This section will outline how to secure the SOA Gateway Web Services to a specific IP address/hostname.

All examples have been enclosed in <IfModule> directives. This means that the security directives will be ignored automatically if the Apache web server does not have SOA Gateway enabled.

• Example 1

• Example 2

• Example 3

• Example 4

• Example 5

---

Example 1

This example will show how to allow a request to the configuration service from only the local machine. This is local to where the SOA Gateway server is running, not where the Eclipse IDE is running (if different).

1. Edit the SOA Gateway Apache configuration file.

2. Enter the following directives.

   
   <IfModule mod_xmiddle.c>
     <Location /configurationService>
         Allow from 127.0.0.1
         Deny from all
     </Location>
   </IfModule>

3. Restart the server

This would only allow access to the configuration web service from the local machine. All remote clients would be denied access.

Example 2

Only allow a remote machine to configure the SOA Gateway server.

1. Edit the SOA Gateway Apache configuration file

2. Enter the following directives.

   
   <IfModule mod_xmiddle.c>
       <Location /configurationService>
           Allow from adminHost
           Deny from all
       </Location>
   </IfModule>

3. Restart the server

This example would only allow the machines adminHost to configure the SOA Gateway server. All others machines would be rejected access.

Example 3

Only allow a remote machine to configure SOA Gateway, but allow any client to access the Web Service WSDL.

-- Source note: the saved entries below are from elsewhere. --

// SPDX-License-Identifier: BUSL-1.1
// Copyright (c) 2026 Alfred Jean LLC

//! MetadataReplicator: copies or downloads metadata sidecar files for the
//! entries the [`crate::engine::SyncEngine`] identified as needing one
//! (spec §4.5). Skip decisions (same-size AND |ΔModTime|<=2s) are made by
//! the engine's plan-building step, not here — the replicator executes
//! every item it is handed.

use crate::events::EngineEvents;
use chrono::{DateTime, Utc};
use std::sync::Arc;
use strmsync_core::{
    EventKind, EventOp, EventStatus, JobId, ProgressCounters, TaskError, TaskRunEvent,
    TaskRunEventId, TaskRunId,
};
use strmsync_drivers::{Driver, StrmWriter};
use tokio::sync::{mpsc, Mutex as AsyncMutex};
use tokio::task::JoinSet;
use tokio_util::sync::CancellationToken;

/// Whether a sidecar is read from a local mount or fetched over the
/// source's remote API. Distinct from [`strmsync_core::EventOp`], which
/// records whether the *target* file is being created or updated (spec §9:
/// the plan's `Op` field is overloaded across both dimensions in the
/// original design note — this implementation keeps them separate).
#[derive(Debug, Clone, Copy, PartialEq, Eq)]
pub enum PlanSourceStrategy {
    Copy,
    Download,
}

/// One metadata sidecar the engine decided needs a write (spec §4.5).
#[derive(Debug, Clone)]
pub struct PlanItem {
    pub fs_op: EventOp,
    pub source_strategy: PlanSourceStrategy,
    pub source_path: String,
    pub target_meta_path: String,
    pub size: u64,
    pub mod_time: DateTime<Utc>,
}

/// Executes a metadata plan with the same bounded-parallelism worker-pool
/// shape as the STRM phase (spec §4.5).
pub struct MetadataReplicator {
    driver: Arc<dyn Driver>,
    writer: StrmWriter,
    events: Arc<dyn EngineEvents>,
    job_id: JobId,
    task_run_id: TaskRunId,
    max_concurrency: usize,
}

impl MetadataReplicator {
    pub fn new(
        driver: Arc<dyn Driver>,
        writer: StrmWriter,
        events: Arc<dyn EngineEvents>,
        job_id: JobId,
        task_run_id: TaskRunId,
        max_concurrency: usize,
    ) -> Self {
        Self { driver, writer, events, job_id, task_run_id, max_concurrency }
    }

    /// Runs the plan to completion (or until cancelled), returning the
    /// `meta_*` counters to merge into the attempt's terminal stats.
    pub async fn run(
        &self,
        plan: Vec<PlanItem>,
        cancel: CancellationToken,
    ) -> Result<ProgressCounters, TaskError> {
        let total = plan.len() as u64;
        let concurrency = self.max_concurrency.max(1);
        let (tx, rx) = mpsc::channel::<PlanItem>(concurrency);
        let rx = Arc::new(AsyncMutex::new(rx));

        let created = Arc::new(std::sync::atomic::AtomicU64::new(0));
        let updated = Arc::new(std::sync::atomic::AtomicU64::new(0));
        let failed = Arc::new(std::sync::atomic::AtomicU64::new(0));
        let processed = Arc::new(std::sync::atomic::AtomicU64::new(0));

        let mut workers = JoinSet::new();
        for _ in 0..concurrency {
            let rx = rx.clone();
            let driver = self.driver.clone();
            let writer = self.writer.clone();
            let events = self.events.clone();
            let job_id = self.job_id.clone();
            let task_run_id = self.task_run_id.clone();
            let cancel = cancel.clone();
            let created = created.clone();
            let updated = updated.clone();
            let failed = failed.clone();
            let processed = processed.clone();
            workers.spawn(async move {
                loop {
                    let item = {
                        let mut guard = rx.lock().await;
                        guard.recv().await
                    };
                    let Some(item) = item else { break };
                    if cancel.is_cancelled() {
                        break;
                    }
                    processed.fetch_add(1, std::sync::atomic::Ordering::Relaxed);
                    match apply(&driver, &writer, &item).await {
                        Ok(()) => match item.fs_op {
                            EventOp::Update => {
                                updated.fetch_add(1, std::sync::atomic::Ordering::Relaxed);
                            }
                            _ => {
                                created.fetch_add(1, std::sync::atomic::Ordering::Relaxed);
                            }
                        },
                        Err(e) => {
                            failed.fetch_add(1, std::sync::atomic::Ordering::Relaxed);
                            events
                                .on_file_event(TaskRunEvent {
                                    id: TaskRunEventId::new(uuid::Uuid::new_v4().to_string()),
                                    task_run_id: task_run_id.clone(),
                                    job_id: job_id.clone(),
                                    kind: EventKind::Meta,
                                    op: item.fs_op,
                                    status: EventStatus::Failed,
                                    source_path: item.source_path.clone(),
                                    target_path: item.target_meta_path.clone(),
                                    error_message: Some(e.to_string()),
                                    created_at: Utc::now(),
                                })
                                .await;
                            continue;
                        }
                    }
                    events
                        .on_file_event(TaskRunEvent {
                            id: TaskRunEventId::new(uuid::Uuid::new_v4().to_string()),
                            task_run_id: task_run_id.clone(),
                            job_id: job_id.clone(),
                            kind: EventKind::Meta,
                            op: item.fs_op,
                            status: EventStatus::Success,
                            source_path: item.source_path.clone(),
                            target_path: item.target_meta_path.clone(),
                            error_message: None,
                            created_at: Utc::now(),
                        })
                        .await;
                }
            });
        }

        for item in plan {
            tokio::select! {
                biased;
                _ = cancel.cancelled() => break,
                send_res = tx.send(item) => { if send_res.is_err() { break; } }
            }
        }
        drop(tx);
        while workers.join_next().await.is_some() {}

        Ok(ProgressCounters {
            meta_total: total,
            meta_processed: processed.load(std::sync::atomic::Ordering::Relaxed),
            meta_created: created.load(std::sync::atomic::Ordering::Relaxed),
            meta_updated: updated.load(std::sync::atomic::Ordering::Relaxed),
            meta_failed: failed.load(std::sync::atomic::Ordering::Relaxed),
            ..Default::default()
        })
    }
}

/// Fetches `item.source_path`'s bytes via the driver and writes them under
/// the target path, regardless of [`PlanSourceStrategy`] — both strategies
/// read through [`strmsync_drivers::Driver::read`]; the distinction only
/// matters for which concrete driver the Executor constructed.
async fn apply(driver: &Arc<dyn Driver>, writer: &StrmWriter, item: &PlanItem) -> Result<(), TaskError> {
    let bytes = driver.read(&item.source_path).await?;
    writer
        .write_bytes(&item.target_meta_path, &bytes, item.mod_time, false, 0)
        .await?;
    Ok(())
}

#[cfg(test)]
mod tests {
    use super::*;
    use crate::events::NullEvents;
    use strmsync_core::DataServerKind;
    use strmsync_drivers::FakeDriver;

    #[tokio::test]
    async fn copies_sidecar_bytes_to_target() {
        let dir = tempfile::tempdir().unwrap();
        let driver = FakeDriver::new(DataServerKind::Local, vec![]);
        driver.with_content("/movies/a.nfo", b"metadata".to_vec());
        let writer = StrmWriter::new(dir.path());
        let replicator = MetadataReplicator::new(
            Arc::new(driver),
            writer,
            Arc::new(NullEvents),
            JobId::new("job1"),
            TaskRunId::new("run1"),
            2,
        );

        let plan = vec![PlanItem {
            fs_op: EventOp::Create,
            source_strategy: PlanSourceStrategy::Copy,
            source_path: "/movies/a.nfo".into(),
            target_meta_path: "a.nfo".into(),
            size: 8,
            mod_time: Utc::now(),
        }];
        let stats = replicator.run(plan, CancellationToken::new()).await.unwrap();
        assert_eq!(stats.meta_created, 1);
        assert_eq!(stats.meta_failed, 0);
        assert_eq!(tokio::fs::read(dir.path().join("a.nfo")).await.unwrap(), b"metadata");
    }

    #[tokio::test]
    async fn missing_source_bytes_count_as_failed() {
        let dir = tempfile::tempdir().unwrap();
        let driver = FakeDriver::new(DataServerKind::Local, vec![]);
        let writer = StrmWriter::new(dir.path());
        let replicator = MetadataReplicator::new(
            Arc::new(driver),
            writer,
            Arc::new(NullEvents),
            JobId::new("job1"),
            TaskRunId::new("run1"),
            2,
        );

        let plan = vec![PlanItem {
            fs_op: EventOp::Create,
            source_strategy: PlanSourceStrategy::Copy,
            source_path: "/movies/missing.nfo".into(),
            target_meta_path: "missing.nfo".into(),
            size: 0,
            mod_time: Utc::now(),
        }];
        let stats = replicator.run(plan, CancellationToken::new()).await.unwrap();
        assert_eq!(stats.meta_failed, 1);
        assert_eq!(stats.meta_created, 0);
    }
}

1. Edit the SOA Gateway Apache configuration file

2. Enter the following directives:

   
   <IfModule mod_xmiddle.c>
       <Location /configurationService>
           <Limit POST>
               Allow from adminHost
               Deny from all
           </Limit>
       </Location>
   </IfModule>

3. Restart the server.

This would allow the machine adminHost to access the configuration, but would allow any client to access the configuration service WSDL.

Example 4

This example will show how to secure a specific resource. The examples 1, 2, and 3 above can also be applied to securing a resource. The only thing that has to change is the Location parameter. For example, using Example 1 as a basis; to only allow “adabas_Employees” to be accessed from the local machine, do the following:

1. Edit the SOA Gateway Apache configuration file

2. Enter the following directives.

   <IfModule mod_xmiddle.c>
       <Location /adabas_Employees>
           Allow from 127.0.0.1
           Deny from all
       </Location>
   </IfModule>

3. Restart the server

All remote access to the “adabas_Employees” resource would be denied. Note: This example will restrict access to the “adabas_Employees” service, not the XRD import or export. XRD import/export operations are provided by the configuration Web Service, to secure these operations see examples 1, 2 and 3.

Example 5

This example will show how to secure the resource administration service for SOA Gateway. Again, example 1-4 may be used once the Location parameter has been changed. For example, using Example 1 as a basis; to only allow the resource administration service to be accessed from the local machine, do the following:

1. Edit the SOA Gateway Apache configuration file

2. Enter the following directives.

   <IfModule mod_xmiddle.c>
       <Location /resourceService>
            Allow from 127.0.0.1
            Deny from all
       </Location>
   </IfModule>

3. Restart the server

All remote access to the “resourceService” resource would be denied.